It was possible to elucidate the role of ATP7B in Wilson’s Disease because of the similarity of ATP7B to ATP7A, another copper-transporting ATPase which is linked with Menkes Disease, another copper transport disorder. (Tanzi et. al. 1993) ATP7A is found in almost all tissues of the body except the liver, brain, and kidneys where ATP7B is found. Both ATP7A and ATP7B contain 6 heavy metal binding domains and 8 membrane spanning helices. Copper is delivered to ATP7A and ATP7B via chaperones like ATOX1. (Gourdon et. al. 2012) In 2012 a study proposed a homology model for ATP7B and ATP7A based on the crystal structures available for the individual, soluble domains by comparing them to a recently solved protein, LpCopA, from a bacterial model. (Gourdon et. al. 2012) The authors also determined that the heavy metal binding domains 5 and 6 (HMBD5 and HMBD6) are crucial for function by mapping disease causing missense mutations. (Gourdon et. al. 2012) Finally, further analysis of the HMBDs allowed the authors to propose a structural model and mechanism where the 6 HMBDs associate in three pairs and communicate via a connecting loop domain between HMBD5 and HMBD6 so that when copper is bound, the autoinhibitory HMBD6 is displaced from the ATPase protein core. (Gourdon et. al. 2012)

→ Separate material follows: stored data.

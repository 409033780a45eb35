//! Remote settings snapshot.
//!
//! The wire format is a flat JSON object served over HTTP. Unknown keys
//! are ignored and missing keys fall back to documented defaults, so the
//! server can publish a sparse document. A snapshot is validated once on
//! construction and then treated as immutable; reconciliation replaces it
//! wholesale.

use embassy_time::Duration;
use heapless::Vec;
use serde::Deserialize;

use crate::color::{Rgb, rgb_from_u32};

/// Capacity of the explicit palette color list.
pub const MAX_COLORS: usize = 16;

const DEFAULT_NUM_SPARKLES: i32 = 10;
const DEFAULT_SPARKLE_SIZE: i32 = 1;
const DEFAULT_NUM_PALETTES: i32 = 4;
const DEFAULT_SPEED_MS: i32 = 10;
const DEFAULT_TRANSITION_SECS: f32 = 2.0;

/// Why a proposed settings document was rejected.
///
/// `Malformed` is a parse failure; every other variant is a
/// configuration error (a recognized value out of its valid range).
/// Either way the previous snapshot stays authoritative.
#[derive(Debug, Clone, Copy, PartialEq, Eq)]
pub enum SettingsError {
    /// Response body was not valid JSON for the recognized schema.
    Malformed,
    /// `num_sparkles` zero, negative, or absurdly large.
    SparkleCountOutOfRange,
    /// `frame_rate` zero or negative.
    FrameRateOutOfRange,
    /// `speed` zero or negative.
    UpdateRateOutOfRange,
    /// `transition_time` zero, negative, or not finite.
    TransitionOutOfRange,
    /// `sparkle_size` zero, negative, or over 255 pixels.
    SparkleSizeOutOfRange,
    /// Neither a positive `num_palettes` nor a non-empty `colors` list.
    EmptyPalette,
}

/// Wire mirror of the settings document. Missing keys stay `None`.
#[derive(Debug, Deserialize)]
struct RawSettings {
    num_sparkles: Option<i32>,
    frame_rate: Option<f32>,
    transition_time: Option<f32>,
    sparkle_size: Option<i32>,
    num_palettes: Option<i32>,
    colors: Option<Vec<u32, MAX_COLORS>>,
    speed: Option<i32>,
}

/// Validated, immutable settings snapshot.
#[derive(Debug, Clone, PartialEq)]
pub struct Settings {
    /// Particle count.
    pub num_sparkles: u16,
    /// Time between rendered frames.
    pub frame_interval: Duration,
    /// Length of one color transition cycle.
    pub transition_time: Duration,
    /// Edge length of one sparkle, in pixels.
    pub sparkle_size: u8,
    /// Palette slot count when no explicit color list is given.
    pub num_palettes: u8,
    /// Explicit palette colors; empty means random palette mode.
    pub colors: Vec<Rgb, MAX_COLORS>,
}

impl Default for Settings {
    fn default() -> Self {
        Self {
            num_sparkles: DEFAULT_NUM_SPARKLES as u16,
            frame_interval: Duration::from_millis(DEFAULT_SPEED_MS as u64),
            transition_time: Duration::from_secs(2),
            sparkle_size: DEFAULT_SPARKLE_SIZE as u8,
            num_palettes: DEFAULT_NUM_PALETTES as u8,
            colors: Vec::new(),
        }
    }
}

impl Settings {
    /// Parse and validate a settings document.
    pub fn from_json(body: &[u8]) -> Result<Self, SettingsError> {
        let (raw, _) = serde_json_core::from_slice::<RawSettings>(body)
            .map_err(|_| SettingsError::Malformed)?;
        Self::try_from_raw(&raw)
    }

    /// Number of palette slots this snapshot asks for.
    pub fn slot_count(&self) -> usize {
        if self.colors.is_empty() {
            usize::from(self.num_palettes)
        } else {
            self.colors.len()
        }
    }

    #[allow(
        clippy::cast_sign_loss,
        clippy::cast_possible_truncation,
        clippy::cast_precision_loss
    )]
    fn try_from_raw(raw: &RawSettings) -> Result<Self, SettingsError> {
        let num_sparkles = raw.num_sparkles.unwrap_or(DEFAULT_NUM_SPARKLES);
        if num_sparkles <= 0 || num_sparkles > i32::from(u16::MAX) {
            return Err(SettingsError::SparkleCountOutOfRange);
        }

        let frame_interval = match raw.frame_rate {
            Some(hz) => {
                if hz <= 0.0 || !hz.is_finite() {
                    return Err(SettingsError::FrameRateOutOfRange);
                }
                let millis = libm::roundf(1000.0 / hz) as u64;
                Duration::from_millis(millis.max(1))
            }
            None => {
                // Simpler-variant pacing: milliseconds between updates.
                let speed = raw.speed.unwrap_or(DEFAULT_SPEED_MS);
                if speed <= 0 {
                    return Err(SettingsError::UpdateRateOutOfRange);
                }
                Duration::from_millis(speed as u64)
            }
        };

        let transition_time = match raw.transition_time {
            Some(secs) => {
                if secs <= 0.0 || !secs.is_finite() {
                    return Err(SettingsError::TransitionOutOfRange);
                }
                Duration::from_millis(libm::roundf(secs * 1000.0) as u64)
            }
            None => Duration::from_millis(
                libm::roundf(DEFAULT_TRANSITION_SECS * 1000.0) as u64,
            ),
        };

        let sparkle_size = raw.sparkle_size.unwrap_or(DEFAULT_SPARKLE_SIZE);
        if sparkle_size <= 0 || sparkle_size > i32::from(u8::MAX) {
            return Err(SettingsError::SparkleSizeOutOfRange);
        }

        let mut colors: Vec<Rgb, MAX_COLORS> = Vec::new();
        if let Some(raw_colors) = &raw.colors {
            if raw_colors.is_empty() {
                return Err(SettingsError::EmptyPalette);
            }
            for &value in raw_colors {
                // Capacity matches MAX_COLORS on both sides.
                let _ = colors.push(rgb_from_u32(value & 0x00FF_FFFF));
            }
        }

        let num_palettes = raw.num_palettes.unwrap_or(DEFAULT_NUM_PALETTES);
        if colors.is_empty() && (num_palettes <= 0 || num_palettes > i32::from(u8::MAX)) {
            return Err(SettingsError::EmptyPalette);
        }

        Ok(Self {
            num_sparkles: num_sparkles as u16,
            frame_interval,
            transition_time,
            sparkle_size: sparkle_size as u8,
            num_palettes: num_palettes.clamp(0, i32::from(u8::MAX)) as u8,
            colors,
        })
    }
}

The Impact of Wilson’s Disease on Global Copper Metabolism:
Humans consume copper as part of our diet. The copper is then absorbed by the intestinal mucosa and transported via the portal blood to the liver. (Turnlund 1998) When copper arrives at the liver in a patient with Wilson’s Disease, ATP7B does not function properly. (Gourdon et. al. 2012) Therefore, ATP7B is unable to use copper to bind and modify the ceruloplamsin protein, which is made in the liver. Ceruloplasmin is the protein responsible for carrying copper through systemic circulation to the other tissues of the body that require copper for their enzymes. Because of this, the copper is released as free copper, meaning that it is only loosely bound to albumin or other small molecules. Free copper is not capable of being picked up by the surrounding tissues requiring copper, so free copper accumulates in the blood stream. The excess copper acts as a heavy metal to donate electrons to oxygen species resulting in reactive oxygen species such as superoxide. These reactive oxygen species can reek havoc on the patient’s system. (Kalita et. al.)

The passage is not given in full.